String Length Constraints
You can set minimum and maximum length constraints for string values.
{ "type": "object", "properties": { "username": { "type": "string", "description": "The user's username", "minLength": 3, "maxLength": 20 }, "countryCode": { "type": "string", "description": "The two-letter country code", "minLength": 2, "maxLength": 2 }, "bio": { "type": "string", "description": "User's short biography", "maxLength": 200 } } }
Example Input:
John_Doe123 is from the United States (US) and describes himself as a software developer passionate about AI and machine learning.
Example Output:
{ "username": "John_Doe123", "countryCode": "US", "bio": "A software developer passionate about AI and machine learning." }
Pattern Matching
The pattern
keyword allows you to specify a regular expression that a string value must match.
{ "type": "object", "properties": { "name": { "type": "string", "description": "The person's name" }, "zipCode": { "type": "string", "description": "The US ZIP code", "pattern": "^\d{5}(-\d{4})?$" }, "phoneNumber": { "type": "string", "description": "The US phone number", "pattern": "^\(\d{3}\) \d{3}-\d{4}$" } } }
Example Input:
Contact Sarah Johnson at (555) 123-4567. She lives in Seattle, WA 98101.
Example Output:
{ "name": "Sarah Johnson", "zipCode": "98101", "phoneNumber": "(555) 123-4567" }
Note:
The AI will attempt to format extracted values according to the specified pattern, but this may not always be perfect. Use clear descriptions along with patterns for best results.
Combining Multiple Validation Keywords
You can combine multiple validation keywords to define precise constraints on your data.
{ "type": "object", "properties": { "name": { "type": "string", "description": "The product name", "minLength": 2, "maxLength": 50 }, "price": { "type": "number", "description": "The product price", "minimum": 0, "exclusiveMinimum": true }, "category": { "type": "string", "description": "The product category", "enum": ["electronics", "clothing", "home", "books", "other"] }, "tags": { "type": "array", "description": "Product tags", "items": { "type": "string" }, "minItems": 1, "maxItems": 5, "uniqueItems": true }, "releaseDate": { "type": "string", "description": "The product release date", "format": "date" } }, "required": ["name", "price", "category"] }
Example Input:
The Ultra HD Smart TV is a new electronics product that will be released on January 15, 2024. It is priced at $899.99 and tagged as 4K, smart, LED, and HDR.
Example Output:
{ "name": "Ultra HD Smart TV", "price": 899.99, "category": "electronics", "tags": [ "4K", "smart", "LED", "HDR" ], "releaseDate": "2024-01-15" }
Custom Vocabularies
In some cases, you may want to provide custom vocabularies to help the AI recognize specific terms or concepts in your domain.

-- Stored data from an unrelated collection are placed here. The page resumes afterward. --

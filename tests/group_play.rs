//! Integration tests for the tournament store: creation, results, standings, persistence.

use super8_tournament::{
    partition_into_groups, FileStore, GroupDraft, KeyValueStore, MatchStatus, MemoryStore,
    PlayerId, Sport, TieBreakCriterion, TournamentError, TournamentRules, TournamentStore,
};
use uuid::Uuid;

fn store_with_players(n: usize) -> (TournamentStore, Vec<PlayerId>) {
    let mut store = TournamentStore::new();
    let ids = (0..n)
        .map(|i| store.add_player(&format!("P{i}")).unwrap())
        .collect();
    (store, ids)
}

fn draft(name: &str, ids: &[PlayerId]) -> GroupDraft {
    GroupDraft {
        name: name.to_string(),
        player_ids: ids.to_vec(),
    }
}

#[test]
fn create_from_drafts_builds_every_group() {
    let (mut store, p) = store_with_players(12);
    let id = store
        .create_tournament_from_drafts(
            "  Summer Open ",
            Sport::BeachTennis,
            &[draft("Group 1", &p[..8]), draft("Group 2", &p[8..])],
            TournamentRules::default(),
        )
        .unwrap();
    let t = store.tournament(id).unwrap();
    assert_eq!(t.name, "Summer Open");
    assert_eq!(t.groups.len(), 2);
    assert_eq!(t.groups[0].matches.len(), 7);
    assert_eq!(t.groups[1].matches.len(), 3);
    assert_eq!(t.rules.tie_break_criteria, TieBreakCriterion::DEFAULT_ORDER.to_vec());
}

#[test]
fn invalid_draft_stores_nothing() {
    let (mut store, p) = store_with_players(10);
    let err = store
        .create_tournament_from_drafts(
            "Broken",
            Sport::Padel,
            &[draft("Group 1", &p[..4]), draft("Group 2", &p[4..7])],
            TournamentRules::default(),
        )
        .unwrap_err();
    assert_eq!(err, TournamentError::InvalidGroupSize { count: 3 });
    assert!(store.tournaments().is_empty());

    let err = store
        .create_tournament_from_drafts("   ", Sport::Padel, &[draft("G", &p[..4])], TournamentRules::default())
        .unwrap_err();
    assert_eq!(err, TournamentError::InvalidName);
    assert!(store.tournaments().is_empty());

    // Group names follow the same rule as renames.
    let err = store
        .create_tournament_from_drafts(
            "Cup",
            Sport::Padel,
            &[draft("Group 1", &p[..4]), draft(" ", &p[4..8])],
            TournamentRules::default(),
        )
        .unwrap_err();
    assert_eq!(err, TournamentError::InvalidName);
    assert!(store.tournaments().is_empty());
}

#[test]
fn record_then_refresh_updates_only_target_group() {
    let (mut store, p) = store_with_players(8);
    let id = store
        .create_tournament_from_drafts(
            "Cup",
            Sport::Tennis,
            &[draft("A", &p[..4]), draft("B", &p[4..])],
            TournamentRules::default(),
        )
        .unwrap();
    let (group_a, match_id) = {
        let t = store.tournament(id).unwrap();
        (t.groups[0].id, t.groups[0].matches[0][0].id)
    };

    store.record_result(id, group_a, match_id, 6, 2).unwrap();
    // Recording does not touch standings.
    assert!(store.tournament(id).unwrap().groups[0].standings.is_empty());

    let standings = store.refresh_standings(id, group_a).unwrap().to_vec();
    assert_eq!(standings[0].player_id, p[0]);
    assert_eq!(standings[0].wins, 1);

    let t = store.tournament(id).unwrap();
    assert_eq!(t.groups[0].standings, standings);
    assert!(t.groups[1].standings.is_empty());
    assert!(t.groups[1].all_matches().all(|m| m.status == MatchStatus::Pending));
}

#[test]
fn missing_ids_are_not_found() {
    let (mut store, p) = store_with_players(4);
    let id = store
        .create_tournament_from_drafts("Cup", Sport::Generic, &[draft("A", &p)], TournamentRules::default())
        .unwrap();
    let group_id = store.tournament(id).unwrap().groups[0].id;
    let bogus = Uuid::new_v4();

    assert_eq!(
        store.record_result(bogus, group_id, bogus, 1, 0),
        Err(TournamentError::TournamentNotFound(bogus))
    );
    assert_eq!(
        store.record_result(id, bogus, bogus, 1, 0),
        Err(TournamentError::GroupNotFound(bogus))
    );
    assert_eq!(
        store.record_result(id, group_id, bogus, 1, 0),
        Err(TournamentError::MatchNotFound(bogus))
    );
    assert!(store.refresh_standings(id, bogus).unwrap_err().is_not_found());
    assert_eq!(
        store.delete_tournament(bogus),
        Err(TournamentError::TournamentNotFound(bogus))
    );
}

#[test]
fn refresh_uses_tournament_criteria() {
    let (mut store, p) = store_with_players(4);
    let rules = TournamentRules {
        tie_break_criteria: TieBreakCriterion::parse_list(&["gamesFor", "bogus"]),
        ..TournamentRules::default()
    };
    let id = store
        .create_tournament_from_drafts("Cup", Sport::Padel, &[draft("A", &p)], rules)
        .unwrap();
    let (group_id, r0, r1) = {
        let g = &store.tournament(id).unwrap().groups[0];
        (g.id, g.matches[0][0].id, g.matches[1][0].id)
    };
    // Round 1: p0+p1 vs p3+p2, round 2: p0+p3 vs p2+p1.
    store.record_result(id, group_id, r0, 6, 5).unwrap();
    store.record_result(id, group_id, r1, 0, 7).unwrap();
    let order: Vec<_> = store
        .refresh_standings(id, group_id)
        .unwrap()
        .iter()
        .map(|s| s.player_id)
        .collect();
    assert_eq!(order, vec![p[1], p[2], p[0], p[3]]);
}

#[test]
fn rename_and_delete() {
    let (mut store, p) = store_with_players(4);
    let groups = partition_into_groups(&p, 1).unwrap();
    let id = store
        .create_tournament("Cup", Sport::Padel, groups, TournamentRules::default())
        .unwrap();
    let group_id = store.tournament(id).unwrap().groups[0].id;
    assert_eq!(store.tournament(id).unwrap().groups[0].name, "Group 1");

    store.rename_group(id, group_id, " Finals ").unwrap();
    assert_eq!(store.tournament(id).unwrap().groups[0].name, "Finals");
    assert_eq!(store.rename_group(id, group_id, ""), Err(TournamentError::InvalidName));

    store.delete_tournament(id).unwrap();
    assert!(store.tournaments().is_empty());
}

#[test]
fn player_registry() {
    let (mut store, p) = store_with_players(2);
    assert_eq!(store.add_player("  "), Err(TournamentError::InvalidName));
    store.edit_player(p[0], "Renamed").unwrap();
    assert_eq!(store.player(p[0]).unwrap().name, "Renamed");
    store.remove_player(p[1]).unwrap();
    assert_eq!(store.players().len(), 1);
    assert_eq!(store.remove_player(p[1]), Err(TournamentError::PlayerNotFound(p[1])));

    store.add_player("Another").unwrap();
    assert_eq!(store.players().len(), 2);
    store.clear_players();
    assert!(store.players().is_empty());
    assert_eq!(store.player(p[0]), Err(TournamentError::PlayerNotFound(p[0])));
}

#[test]
fn persist_and_restore_round_trip() {
    let (mut store, p) = store_with_players(8);
    let id = store
        .create_tournament_from_drafts("Cup", Sport::BeachTennis, &[draft("A", &p)], TournamentRules::default())
        .unwrap();
    let (group_id, match_id) = {
        let g = &store.tournament(id).unwrap().groups[0];
        (g.id, g.matches[3][1].id)
    };
    store.record_result(id, group_id, match_id, 7, 5).unwrap();
    store.refresh_standings(id, group_id).unwrap();

    let mut kv = MemoryStore::new();
    store.persist(&mut kv).unwrap();
    assert!(kv.get("tournaments-storage").unwrap().is_some());
    assert!(kv.get("players-storage").unwrap().is_some());

    let restored = TournamentStore::restore(&kv).unwrap();
    assert_eq!(restored, store);
}

#[test]
fn restore_from_empty_backend_is_empty() {
    let restored = TournamentStore::restore(&MemoryStore::new()).unwrap();
    assert!(restored.players().is_empty());
    assert!(restored.tournaments().is_empty());
}

#[test]
fn restore_rejects_corrupt_data() {
    let mut kv = MemoryStore::new();
    kv.set("tournaments-storage", "not json".to_string()).unwrap();
    assert!(matches!(
        TournamentStore::restore(&kv),
        Err(TournamentError::Storage(_))
    ));
}

#[test]
fn file_store_round_trip() {
    let dir = std::env::temp_dir().join(format!("super8-test-{}", Uuid::new_v4()));
    let mut backend = FileStore::new(&dir);
    assert_eq!(backend.get("players-storage").unwrap(), None);

    let (store, _) = store_with_players(3);
    store.persist(&mut backend).unwrap();
    let restored = TournamentStore::restore(&backend).unwrap();
    assert_eq!(restored, store);

    std::fs::remove_dir_all(&dir).unwrap();
}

{ "type": "object", "properties": { "diagnosis": { "type": "string", "description": "The medical diagnosis", "vocabulary": [ "hypertension", "type 2 diabetes", "asthma", "migraine", "chronic kidney disease", "rheumatoid arthritis" ] }, "severity": { "type": "string", "description": "The severity level", "enum": ["mild", "moderate", "severe"] } } }
Example Input:
The patient was diagnosed with moderate asthma.
Example Output:
{ "diagnosis": "asthma", "severity": "moderate" }
Note:
The vocabulary
keyword is a custom extension in JSON Anything and not part of the standard JSON Schema. It helps the AI identify specific terms but is not as strict as enum
- it will still accept terms not in the vocabulary list.